■ Work request ■
Quote the records below word for word, please, from the very first line through the one that contains "(defaults if absent)", and nothing beyond it.

──────── Records for the task

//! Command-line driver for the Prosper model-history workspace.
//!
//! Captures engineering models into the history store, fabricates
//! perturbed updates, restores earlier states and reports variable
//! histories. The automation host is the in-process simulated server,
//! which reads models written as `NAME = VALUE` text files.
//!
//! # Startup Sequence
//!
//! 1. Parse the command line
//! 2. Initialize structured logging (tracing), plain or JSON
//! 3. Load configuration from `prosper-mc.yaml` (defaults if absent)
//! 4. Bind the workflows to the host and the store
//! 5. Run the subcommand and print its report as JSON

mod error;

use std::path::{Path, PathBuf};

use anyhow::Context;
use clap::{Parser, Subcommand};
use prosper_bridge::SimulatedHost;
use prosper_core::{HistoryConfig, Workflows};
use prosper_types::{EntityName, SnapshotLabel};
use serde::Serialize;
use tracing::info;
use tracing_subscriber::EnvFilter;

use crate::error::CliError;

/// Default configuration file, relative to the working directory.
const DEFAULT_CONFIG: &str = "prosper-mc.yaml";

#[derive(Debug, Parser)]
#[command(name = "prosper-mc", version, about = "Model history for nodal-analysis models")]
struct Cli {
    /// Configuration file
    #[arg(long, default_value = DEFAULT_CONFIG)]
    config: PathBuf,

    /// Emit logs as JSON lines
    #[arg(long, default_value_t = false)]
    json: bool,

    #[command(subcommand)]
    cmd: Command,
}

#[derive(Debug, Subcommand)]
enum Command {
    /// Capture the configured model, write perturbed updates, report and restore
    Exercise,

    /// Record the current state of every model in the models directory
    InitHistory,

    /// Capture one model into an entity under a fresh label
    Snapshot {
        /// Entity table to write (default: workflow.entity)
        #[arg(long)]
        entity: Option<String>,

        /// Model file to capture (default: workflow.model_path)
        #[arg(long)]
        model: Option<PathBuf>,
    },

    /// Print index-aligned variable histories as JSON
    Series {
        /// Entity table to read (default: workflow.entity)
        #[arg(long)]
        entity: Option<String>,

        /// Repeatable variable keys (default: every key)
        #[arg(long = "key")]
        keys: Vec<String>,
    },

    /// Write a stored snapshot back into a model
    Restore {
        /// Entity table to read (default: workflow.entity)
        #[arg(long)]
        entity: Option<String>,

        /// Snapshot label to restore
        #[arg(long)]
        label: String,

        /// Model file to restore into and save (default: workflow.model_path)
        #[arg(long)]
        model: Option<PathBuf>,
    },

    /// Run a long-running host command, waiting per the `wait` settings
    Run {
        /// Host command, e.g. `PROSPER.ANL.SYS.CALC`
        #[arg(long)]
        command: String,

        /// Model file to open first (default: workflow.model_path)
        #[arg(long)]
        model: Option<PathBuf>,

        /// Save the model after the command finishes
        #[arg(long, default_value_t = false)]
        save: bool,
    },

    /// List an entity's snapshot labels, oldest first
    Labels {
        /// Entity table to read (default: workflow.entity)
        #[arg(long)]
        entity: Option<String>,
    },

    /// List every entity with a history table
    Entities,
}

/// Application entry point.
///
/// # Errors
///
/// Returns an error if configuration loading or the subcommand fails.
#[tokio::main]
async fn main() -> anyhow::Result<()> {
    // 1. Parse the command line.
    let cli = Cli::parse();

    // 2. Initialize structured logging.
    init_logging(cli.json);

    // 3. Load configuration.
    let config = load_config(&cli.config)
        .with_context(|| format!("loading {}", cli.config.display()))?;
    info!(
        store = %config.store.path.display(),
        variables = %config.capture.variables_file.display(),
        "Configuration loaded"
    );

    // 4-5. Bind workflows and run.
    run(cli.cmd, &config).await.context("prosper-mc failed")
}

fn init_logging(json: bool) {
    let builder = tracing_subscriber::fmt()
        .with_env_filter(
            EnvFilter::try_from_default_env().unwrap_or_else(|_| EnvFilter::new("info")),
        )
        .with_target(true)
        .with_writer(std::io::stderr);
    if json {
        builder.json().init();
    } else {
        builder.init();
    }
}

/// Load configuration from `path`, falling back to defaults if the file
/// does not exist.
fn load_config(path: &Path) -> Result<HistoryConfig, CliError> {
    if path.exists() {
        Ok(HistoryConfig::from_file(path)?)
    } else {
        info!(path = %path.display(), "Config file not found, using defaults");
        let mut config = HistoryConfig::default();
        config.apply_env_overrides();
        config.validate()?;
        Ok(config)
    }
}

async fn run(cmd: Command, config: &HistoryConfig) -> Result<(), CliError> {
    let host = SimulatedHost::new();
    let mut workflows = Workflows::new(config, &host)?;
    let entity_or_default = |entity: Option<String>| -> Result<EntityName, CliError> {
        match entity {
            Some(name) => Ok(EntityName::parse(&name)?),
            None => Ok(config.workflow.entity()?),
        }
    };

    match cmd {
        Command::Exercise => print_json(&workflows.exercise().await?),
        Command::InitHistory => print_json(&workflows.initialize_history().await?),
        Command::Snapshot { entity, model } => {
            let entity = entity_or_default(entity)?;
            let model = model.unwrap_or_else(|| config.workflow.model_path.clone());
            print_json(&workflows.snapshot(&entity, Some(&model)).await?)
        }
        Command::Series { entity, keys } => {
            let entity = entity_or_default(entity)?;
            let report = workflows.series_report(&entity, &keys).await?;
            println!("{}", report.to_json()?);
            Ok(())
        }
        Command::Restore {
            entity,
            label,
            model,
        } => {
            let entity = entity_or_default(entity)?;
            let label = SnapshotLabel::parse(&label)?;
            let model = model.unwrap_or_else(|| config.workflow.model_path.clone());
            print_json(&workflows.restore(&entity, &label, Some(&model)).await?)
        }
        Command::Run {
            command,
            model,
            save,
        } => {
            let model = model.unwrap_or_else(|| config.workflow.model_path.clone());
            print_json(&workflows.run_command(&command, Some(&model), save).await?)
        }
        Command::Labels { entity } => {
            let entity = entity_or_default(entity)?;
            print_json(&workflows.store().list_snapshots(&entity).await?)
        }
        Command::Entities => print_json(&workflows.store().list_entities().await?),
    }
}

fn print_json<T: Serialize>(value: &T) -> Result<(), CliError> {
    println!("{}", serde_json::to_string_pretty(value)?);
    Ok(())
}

────────────────

■ Solution below ■
//! Command-line driver for the Prosper model-history workspace.
//!
//! Captures engineering models into the history store, fabricates
//! perturbed updates, restores earlier states and reports variable
//! histories. The automation host is the in-process simulated server,
//! which reads models written as `NAME = VALUE` text files.
//!
//! # Startup Sequence
//!
//! 1. Parse the command line
//! 2. Initialize structured logging (tracing), plain or JSON
//! 3. Load configuration from `prosper-mc.yaml` (defaults if absent)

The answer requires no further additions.